Some basic, erroneous ideas about the ’71 Indo-Pak war need to be deflated

Hazy Trail To Dacca
Corbis (From Outlook, December 26, 2011)
Hazy Trail To Dacca

Busting Some Myths

  • India started the war, not Pakistan
  • India was wrong in believing Pakistan wouldn’t respond militarily
  • Delhi’s strategy not well thought out
  • The USSR dilly-dallied in helping India
  • China was not interested in getting into an India-Pak conflict
  • America’s antipathy to India exaggerated

... And Those Who Were Ignored

Unsung Patriots Jagjivan Ram, Swaran Singh and Lt Gen Sagat Singh


India’s war with Pakistan in 1971 was the most important strategic event in South Asia since the subcontinent’s Partition.
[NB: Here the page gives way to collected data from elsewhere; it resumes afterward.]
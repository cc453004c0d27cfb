//! Space-time conflict resolution between route plans
//!
//! Plans are admitted one at a time in priority order into a reservation table of
//! `(cell, step)` pairs, including the step each agent spends on its target completing the
//! rescue. Sharing a cell at a step and swapping two cells head-on over one
//! step both count as collisions. A plan that collides with an admitted one first waits in place
//! (bounded holds), then plans again with the contested cell reserved at that step (bounded
//! re-routes), and is otherwise rejected with `AllocationDeadlock`.

use crate::agent::AgentId;
use crate::config::CoordinatorConfig;
use crate::decision::{ConflictAction, DecisionLog, DecisionRecord};
use crate::error::{PlanningError, Result};
use crate::grid::Coord;
use crate::planner::{PathPlanner, PlanRequest, Reservation, RoutePlan};
use crate::risk::RiskSurface;
use rustc_hash::FxHashMap;
use tracing::{debug, warn};

/// First collision found on a plan
#[derive(Debug, Clone, Copy, PartialEq, Eq)]
pub(crate) struct Conflict {
    /// Waypoint index; one past the last waypoint for the dwell on the target
    pub index: usize,
    pub step: u64,
    pub cell: Coord,
    pub blocking_agent: AgentId,
}

/// Cells claimed by admitted plans, per absolute step
#[derive(Debug, Default)]
pub(crate) struct ReservationTable {
    claims: FxHashMap<(Coord, u64), AgentId>,
}

impl ReservationTable {
    pub fn reserve(&mut self, plan: &RoutePlan, from_step: u64) {
        for (step, cell) in plan.occupancy_from(from_step) {
            self.claims.insert((cell, step), plan.agent());
        }
    }

    /// Earliest step at which the plan shares a cell with an admitted plan, or swaps cells
    /// head-on with one
    pub fn first_conflict(&self, plan: &RoutePlan, from_step: u64) -> Option<Conflict> {
        let agent = plan.agent();
        let mut previous: Option<Coord> = None;
        for (step, cell) in plan.occupancy_from(from_step) {
            let conflict = |blocking_agent| Conflict {
                index: (step - plan.departure_step()) as usize,
                step,
                cell,
                blocking_agent,
            };
            if let Some(owner) = self.owner(cell, step, agent) {
                return Some(conflict(owner));
            }
            if let Some(from) = previous.filter(|&from| from != cell) {
                let leaving = self.owner(cell, step - 1, agent);
                if leaving.is_some() && leaving == self.owner(from, step, agent) {
                    return leaving.map(conflict);
                }
            }
            previous = Some(cell);
        }
        None
    }

    fn owner(&self, cell: Coord, step: u64, agent: AgentId) -> Option<AgentId> {
        self.claims
            .get(&(cell, step))
            .copied()
            .filter(|&owner| owner != agent)
    }
}

pub(crate) struct ConflictResolver<'a> {
    planner: &'a PathPlanner,
    surface: &'a RiskSurface,
    config: &'a CoordinatorConfig,
    now: u64,
    table: ReservationTable,
}

impl<'a> ConflictResolver<'a> {
    pub fn new(
        planner: &'a PathPlanner,
        surface: &'a RiskSurface,
        config: &'a CoordinatorConfig,
        now: u64,
    ) -> Self {
        ConflictResolver {
            planner,
            surface,
            config,
            now,
            table: ReservationTable::default(),
        }
    }

    /// Admit a plan without checking it (already-resolved active plans)
    pub fn reserve(&mut self, plan: &RoutePlan) {
        self.table.reserve(plan, self.now);
    }

    /// Make a plan conflict-free against everything admitted so far and admit it
    pub fn resolve(&mut self, mut plan: RoutePlan, log: &mut DecisionLog) -> Result<RoutePlan> {
        let agent = plan.agent();
        let mut holds = 0;
        let mut reroutes = 0;
        let mut exclusions: Vec<Reservation> = Vec::new();

        while let Some(conflict) = self.table.first_conflict(&plan, self.now) {
            let record = |action| DecisionRecord::Conflict {
                agent,
                blocking_agent: conflict.blocking_agent,
                cell: conflict.cell,
                step: conflict.step,
                action,
            };

            // A clash on the dwell step is cleared by delaying the final move
            let hold_index = conflict.index.min(plan.waypoints().len() - 1);
            if hold_index > 0 && holds < self.config.max_holds {
                let dwell = self.surface.cost(plan.waypoints()[hold_index - 1]);
                if plan.hold_at(hold_index, dwell) {
                    holds += 1;
                    debug!(
                        "Agent {} holds before {} at step {} (blocked by agent {})",
                        agent, conflict.cell, conflict.step, conflict.blocking_agent
                    );
                    log.push(record(ConflictAction::Hold));
                    continue;
                }
            }

            if conflict.index > 0 && reroutes < self.config.max_conflict_reroutes {
                reroutes += 1;
                exclusions.push(Reservation::new(
                    conflict.cell,
                    conflict.step - plan.departure_step(),
                ));
                let request = PlanRequest::new(agent, plan.start(), plan.target())
                    .mobility(plan.mobility())
                    .objective(plan.weights())
                    .risk_ceiling(plan.risk_ceiling())
                    .departure_step(plan.departure_step())
                    .exclusions(exclusions.iter().copied());
                match self.planner.plan(self.surface, &request) {
                    Ok(rerouted) => {
                        debug!(
                            "Agent {} re-routed around {} at step {}",
                            agent, conflict.cell, conflict.step
                        );
                        log.push(record(ConflictAction::Reroute));
                        plan = rerouted;
                        continue;
                    }
                    Err(err) if !err.is_recoverable() => return Err(err),
                    Err(_) => {}
                }
            }

            let attempts = holds + reroutes;
            warn!(
                "Conflict deadlock for agent {} at {} step {} after {} attempts",
                agent, conflict.cell, conflict.step, attempts
            );
            log.push(record(ConflictAction::Deadlock));
            return Err(PlanningError::AllocationDeadlock { agent, attempts });
        }

        self.table.reserve(&plan, self.now);
        Ok(plan)
    }
}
Few wars in contemporary history have had such ramified and lasting consequences. In a very real sense, South Asia is still coming to terms with the tectonic shifts of that crucial, crisis-ridden year. Unsurprisingly, popular understandings of the war remain mired in myths and contested claims on all sides. Four decades on, with the benefit of hindsight and greater access to key sources, we can tell more nuanced accounts of the events of 1971 and India’s role therein. Indeed, an entire herd of sacred cows can be driven to the abattoir.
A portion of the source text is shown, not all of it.